• REQUIRED ACTION
From the first line onward, reproduce the records exactly; the final line to include is the one holding "use alloc::vec;".

○ ○ ○ ○ ○ ○ ○

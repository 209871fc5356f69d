//! 闪存卷核心类型与读写路径
//!
//! cache/flash_io.rs 提供镜像缓冲区、按需读取和写入暂存；
//! cache/commit.rs 提供提交（写回）算法。

use super::state::SectorState;
use super::stats::{rate, CacheStats, ThroughputTracker};
use crate::codec;
use crate::device::{DeviceTransport, NoProgress, Progress};
use crate::digest::sector_digest;
use crate::error::{Error, ErrorKind, Result};
use crate::layout::{AddressRanges, MemoryLayout, SectorRange};
use crate::types::{FlashConfig, NoClock, SystemClock};
use alloc::vec;
use alloc::vec::Vec;
use core::marker::PhantomData;
use core::ops::{Range, RangeInclusive};

/// 写回式闪存卷
///
/// 把远端设备的地址空间映射为一段连续、可随机读写的字节卷：
/// 读取时只拉取实际访问到的扇区，写入只修改内存镜像，
/// 直到 [`commit`](FlashIo::commit) 时才把内容发生变化的扇区写回设备。
///
/// # 泛型参数
///
/// - `T` - 设备传输层
/// - `P` - 进度与取消句柄，提交循环在每个扇区边界轮询
/// - `H` - 时钟，仅用于吞吐量诊断
///
/// # 并发使用
///
/// FlashIo 不包含内部锁，所有操作都需要 `&mut self`，在调用线程上同步完成。
/// 多线程共享时由调用者自行包装（例如 `Mutex<FlashIo<..>>`）。
///
/// # 示例
///
/// ```rust,ignore
/// let layout = vec![Segment::new(vec![SectorGroup::new(0x1000, 256, 4)])];
/// let mut flash = FlashIo::new(link, &layout, FlashConfig::default())?;
///
/// flash.write(0, b"hello")?;       // 只读取扇区 0，不写设备
/// let outcome = flash.commit()?;   // 写回扇区 0
/// ```
pub struct FlashIo<T, P = NoProgress, H = NoClock> {
    /// 设备传输层
    pub(super) transport: T,
    /// 进度与取消句柄
    pub(super) progress: P,
    /// 扇区地址表
    pub(super) ranges: AddressRanges,
    /// 设备地址空间的内存镜像，按 `绝对地址 - base_address` 索引
    pub(super) mirror: Vec<u8>,
    /// 扇区状态，与 `ranges` 按序号对应
    pub(super) states: Vec<SectorState>,
    /// 第一个扇区的绝对地址
    pub(super) base_address: u64,
    /// 卷的起始位置相对 `base_address` 的偏移
    pub(super) start_offset: u64,
    /// 设备是否以取反形式存储
    pub(super) invert: bool,
    /// 对外暴露的扇区大小
    pub(super) fs_sector_size: u32,
    /// 卷是否已关闭
    pub(super) closed: bool,
    /// 统计信息
    pub(super) stats: CacheStats,
    /// 设备读取吞吐量
    pub(super) throughput: ThroughputTracker,
    _clock: PhantomData<H>,
}

impl<T: DeviceTransport> FlashIo<T> {
    /// 创建闪存卷（无进度句柄，无时钟）
    ///
    /// # 参数
    ///
    /// * `transport` - 设备传输层
    /// * `layout` - 设备内存布局
    /// * `config` - 卷配置
    pub fn new<L: MemoryLayout + ?Sized>(
        transport: T,
        layout: &L,
        config: FlashConfig,
    ) -> Result<Self> {
        Self::open(transport, layout, config, NoProgress)
    }
}

impl<T: DeviceTransport, P: Progress> FlashIo<T, P> {
    /// 创建带进度句柄的闪存卷
    pub fn with_progress<L: MemoryLayout + ?Sized>(
        transport: T,
        layout: &L,
        config: FlashConfig,
        progress: P,
    ) -> Result<Self> {
        Self::open(transport, layout, config, progress)
    }
}

impl<T: DeviceTransport, P: Progress, H: SystemClock> FlashIo<T, P, H> {
    /// 创建闪存卷
    ///
    /// 构建扇区地址表并分配整个映射区域的镜像缓冲区，不访问设备。
    ///
    /// # 错误
    ///
    /// - `InvalidInput` - 布局无效、内存段序号越界、扇区大小为 0
    /// - `OutOfRange` - 起始地址不在映射区域内
    pub fn open<L: MemoryLayout + ?Sized>(
        transport: T,
        layout: &L,
        config: FlashConfig,
        progress: P,
    ) -> Result<Self> {
        if config.fs_sector_size == 0 {
            return Err(Error::new(
                ErrorKind::InvalidInput,
                "Filesystem sector size must be non-zero",
            ));
        }

        let segments = layout.segments();
        let selected = match config.segment {
            Some(index) => segments.get(index..=index).ok_or(Error::new(
                ErrorKind::InvalidInput,
                "Segment index out of range",
            ))?,
            None => segments,
        };
        let ranges = AddressRanges::build(selected)?;

        let base_address = ranges.base();
        let start_address = config
            .start_address
            .or_else(|| layout.start_address())
            .unwrap_or(base_address);
        if start_address < base_address || start_address >= ranges.end() {
            log::error!(
                "[FLASH] start address {:#x} outside mapped region [{:#x}, {:#x})",
                start_address,
                base_address,
                ranges.end()
            );
            return Err(Error::out_of_range("Start address outside mapped region"));
        }

        let mirror_len = usize::try_from(ranges.total_size()).map_err(|_| {
            Error::new(ErrorKind::InvalidInput, "Mapped region too large for memory")
        })?;

        log::debug!(
            "[FLASH] open: {} sectors, base={:#x}, start={:#x}, size={}, invert={}",
            ranges.len(),
            base_address,
            start_address,
            mirror_len,
            config.invert
        );

        Ok(Self {
            transport,
            progress,
            states: vec![SectorState::default(); ranges.len()],
            ranges,
            mirror: vec![0u8; mirror_len],
            base_address,
            start_offset: start_address - base_address,
            invert: config.invert,
            fs_sector_size: config.fs_sector_size,
            closed: false,
            stats: CacheStats::default(),
            throughput: ThroughputTracker::new(),
            _clock: PhantomData,
        })
    }

    /// 替换进度句柄
    pub fn set_progress(&mut self, progress: P) {
        self.progress = progress;
    }

    /// 获取进度句柄
    pub fn progress(&self) -> &P {
        &self.progress
    }

    /// 获取传输层的引用
    pub fn transport(&self) -> &T {
        &self.transport
    }

    /// 获取传输层的可变引用
    pub fn transport_mut(&mut self) -> &mut T {
        &mut self.transport
    }

    /// 对外暴露的扇区大小
    pub fn sector_size(&self) -> u32 {
        self.fs_sector_size
    }

    /// 对外暴露的卷大小（字节）
    pub fn total_size(&self) -> u64 {
        self.mirror.len() as u64 - self.start_offset
    }

    /// 第一个扇区的绝对地址
    pub fn base_address(&self) -> u64 {
        self.base_address
    }

    /// 卷起始位置相对第一个扇区的偏移
    pub fn start_offset(&self) -> u64 {
        self.start_offset
    }

    /// 设备扇区数量
    pub fn device_sector_count(&self) -> usize {
        self.ranges.len()
    }

    /// 扇区地址表
    pub fn ranges(&self) -> &AddressRanges {
        &self.ranges
    }

    /// 扇区是否已缓存
    pub fn is_cached(&self, index: usize) -> bool {
        self.states.get(index).map(|s| s.is_cached()).unwrap_or(false)
    }

    /// 卷永远可写
    pub fn is_read_only(&self) -> bool {
        false
    }

    /// 卷是否已关闭
    pub fn is_closed(&self) -> bool {
        self.closed
    }

    /// 获取缓存统计信息
    pub fn stats(&self) -> &CacheStats {
        &self.stats
    }

    /// 获取设备读取吞吐量统计
    pub fn throughput(&self) -> &ThroughputTracker {
        &self.throughput
    }

    /// 读取字节
    ///
    /// 先按升序确保涉及的每个扇区都已缓存，再从镜像复制。
    /// 返回的数据等于设备内容叠加本实例上尚未提交的写入。
    ///
    /// # 参数
    ///
    /// * `offset` - 卷内字节偏移
    /// * `buf` - 目标缓冲区，长度即读取长度
    ///
    /// # 返回
    ///
    /// 成功返回读取的字节数
    ///
    /// # 错误
    ///
    /// - `OutOfRange` - 请求超出卷范围
    /// - `Transport` - 设备读取失败
    /// - `InvalidState` - 卷已关闭
    pub fn read(&mut self, offset: u64, buf: &mut [u8]) -> Result<usize> {
        self.ensure_open()?;
        let span = self.translate(offset, buf.len())?;
        self.stats.reads += 1;

        if span.is_empty() {
            return Ok(0);
        }

        for index in self.sector_span(&span)? {
            self.ensure_cached(index)?;
        }

        buf.copy_from_slice(&self.mirror[span]);
        Ok(buf.len())
    }

    /// 写入字节
    ///
    /// 只修改内存镜像，设备在提交前不会被写入。写入可能只覆盖扇区的一部分，
    /// 所以涉及的每个扇区都先读入缓存，保证扇区内未被覆盖的字节保持原值。
    ///
    /// # 参数
    ///
    /// * `offset` - 卷内字节偏移
    /// * `buf` - 源数据
    ///
    /// # 返回
    ///
    /// 成功返回写入的字节数
    ///
    /// # 错误
    ///
    /// 与 [`read`](FlashIo::read) 相同
    pub fn write(&mut self, offset: u64, buf: &[u8]) -> Result<usize> {
        self.ensure_open()?;
        let span = self.translate(offset, buf.len())?;
        self.stats.writes += 1;

        if span.is_empty() {
            return Ok(0);
        }

        let sectors = self.sector_span(&span)?;
        for index in sectors.clone() {
            self.ensure_cached(index)?;
        }

        self.mirror[span].copy_from_slice(buf);

        // 摘要保持不变，是否需要写回在提交时重新计算
        for index in sectors {
            self.states[index].mark_cached();
        }
        Ok(buf.len())
    }

    /// 确保扇区已缓存
    ///
    /// 未缓存时从设备读取，按需取反，写入镜像，并记录解码后内容的摘要。
    /// 这是读取路径上唯一访问设备的地方。
    pub(crate) fn ensure_cached(&mut self, index: usize) -> Result<()> {
        let range = *self
            .ranges
            .get(index)
            .ok_or(Error::out_of_range("Sector index out of range"))?;
        let cached = self.states[index].is_cached();
        log::trace!("[FLASH] cache check {:#010x}: cached={}", range.start, cached);
        if cached {
            return Ok(());
        }

        let span = mirror_span(self.base_address, &range);
        let expected = span.len();

        let started = H::now();
        let fetched = self.transport.fetch(range.start, &mut self.mirror[span.clone()])?;
        let elapsed = match (started, H::now()) {
            (Some(start), Some(end)) => Some(end.saturating_sub(start)),
            _ => None,
        };

        if fetched != expected {
            log::error!(
                "[FLASH] short read at {:#010x}: {} of {} bytes",
                range.start,
                fetched,
                expected
            );
            return Err(Error::transport("Short read from device"));
        }

        self.throughput.record(expected as u64, elapsed);
        self.stats.fetches += 1;
        self.stats.bytes_fetched += expected as u64;

        if let (Some(current), Some(average)) = (
            elapsed.and_then(|e| rate(expected as u64, e)),
            self.throughput.average_rate(),
        ) {
            log::trace!("[FLASH] Bytes/sec: {:.1} Avg: {:.1}", current, average);
        }

        let data = &mut self.mirror[span];
        if self.invert {
            codec::invert_in_place(data);
        }
        let checksum = sector_digest(data);
        self.states[index].mark_fetched(checksum);

        log::debug!(
            "[FLASH] fetched sector {} at {:#010x} ({} bytes), checksum={:#010x}",
            index,
            range.start,
            expected,
            checksum
        );
        Ok(())
    }

    /// 关闭后的操作返回 `InvalidState`
    pub(super) fn ensure_open(&self) -> Result<()> {
        if self.closed {
            return Err(Error::new(ErrorKind::InvalidState, "Volume is closed"));
        }
        Ok(())
    }

    /// 把卷内 `[offset, offset + len)` 转换为镜像下标区间
    fn translate(&self, offset: u64, len: usize) -> Result<Range<usize>> {
        let start = self
            .start_offset
            .checked_add(offset)
            .ok_or(Error::out_of_range("Offset overflows address space"))?;
        let end = start
            .checked_add(len as u64)
            .ok_or(Error::out_of_range("Length overflows address space"))?;

        if end > self.mirror.len() as u64 {
            log::warn!(
                "[FLASH] request [{:#x}, {:#x}) beyond mapped size {:#x}",
                start,
                end,
                self.mirror.len()
            );
            return Err(Error::out_of_range("Request beyond end of volume"));
        }

        Ok(start as usize..end as usize)
    }

    /// 与非空镜像区间重叠的扇区序号（闭区间）
    fn sector_span(&self, span: &Range<usize>) -> Result<RangeInclusive<usize>> {
        let first = self.ranges.index_of(self.base_address + span.start as u64)?;
        let last = self.ranges.index_of(self.base_address + span.end as u64 - 1)?;
        Ok(first..=last)
    }
}

/// 扇区在镜像中的下标区间
pub(super) fn mirror_span(base_address: u64, range: &SectorRange) -> Range<usize> {
    let start = (range.start - base_address) as usize;
    start..start + range.size as usize
}

impl<T, P, H> core::fmt::Debug for FlashIo<T, P, H> {
    fn fmt(&self, f: &mut core::fmt::Formatter<'_>) -> core::fmt::Result {
        f.debug_struct("FlashIo")
            .field("base_address", &self.base_address)
            .field("start_offset", &self.start_offset)
            .field("size", &self.mirror.len())
            .field("sectors", &self.ranges.len())
            .field("cached", &self.states.iter().filter(|s| s.is_cached()).count())
            .field("invert", &self.invert)
            .field("closed", &self.closed)
            .field("stats", &self.stats)
            .finish()
    }
}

○ ○ ○ ○ ○ ○ ○

• EXPECTED ANSWER
repository 209871fc5356f69d
//! 闪存卷核心类型与读写路径
//!
//! cache/flash_io.rs 提供镜像缓冲区、按需读取和写入暂存；
//! cache/commit.rs 提供提交（写回）算法。

use super::state::SectorState;
use super::stats::{rate, CacheStats, ThroughputTracker};
use crate::codec;
use crate::device::{DeviceTransport, NoProgress, Progress};
use crate::digest::sector_digest;
use crate::error::{Error, ErrorKind, Result};
use crate::layout::{AddressRanges, MemoryLayout, SectorRange};
use crate::types::{FlashConfig, NoClock, SystemClock};
use alloc::vec;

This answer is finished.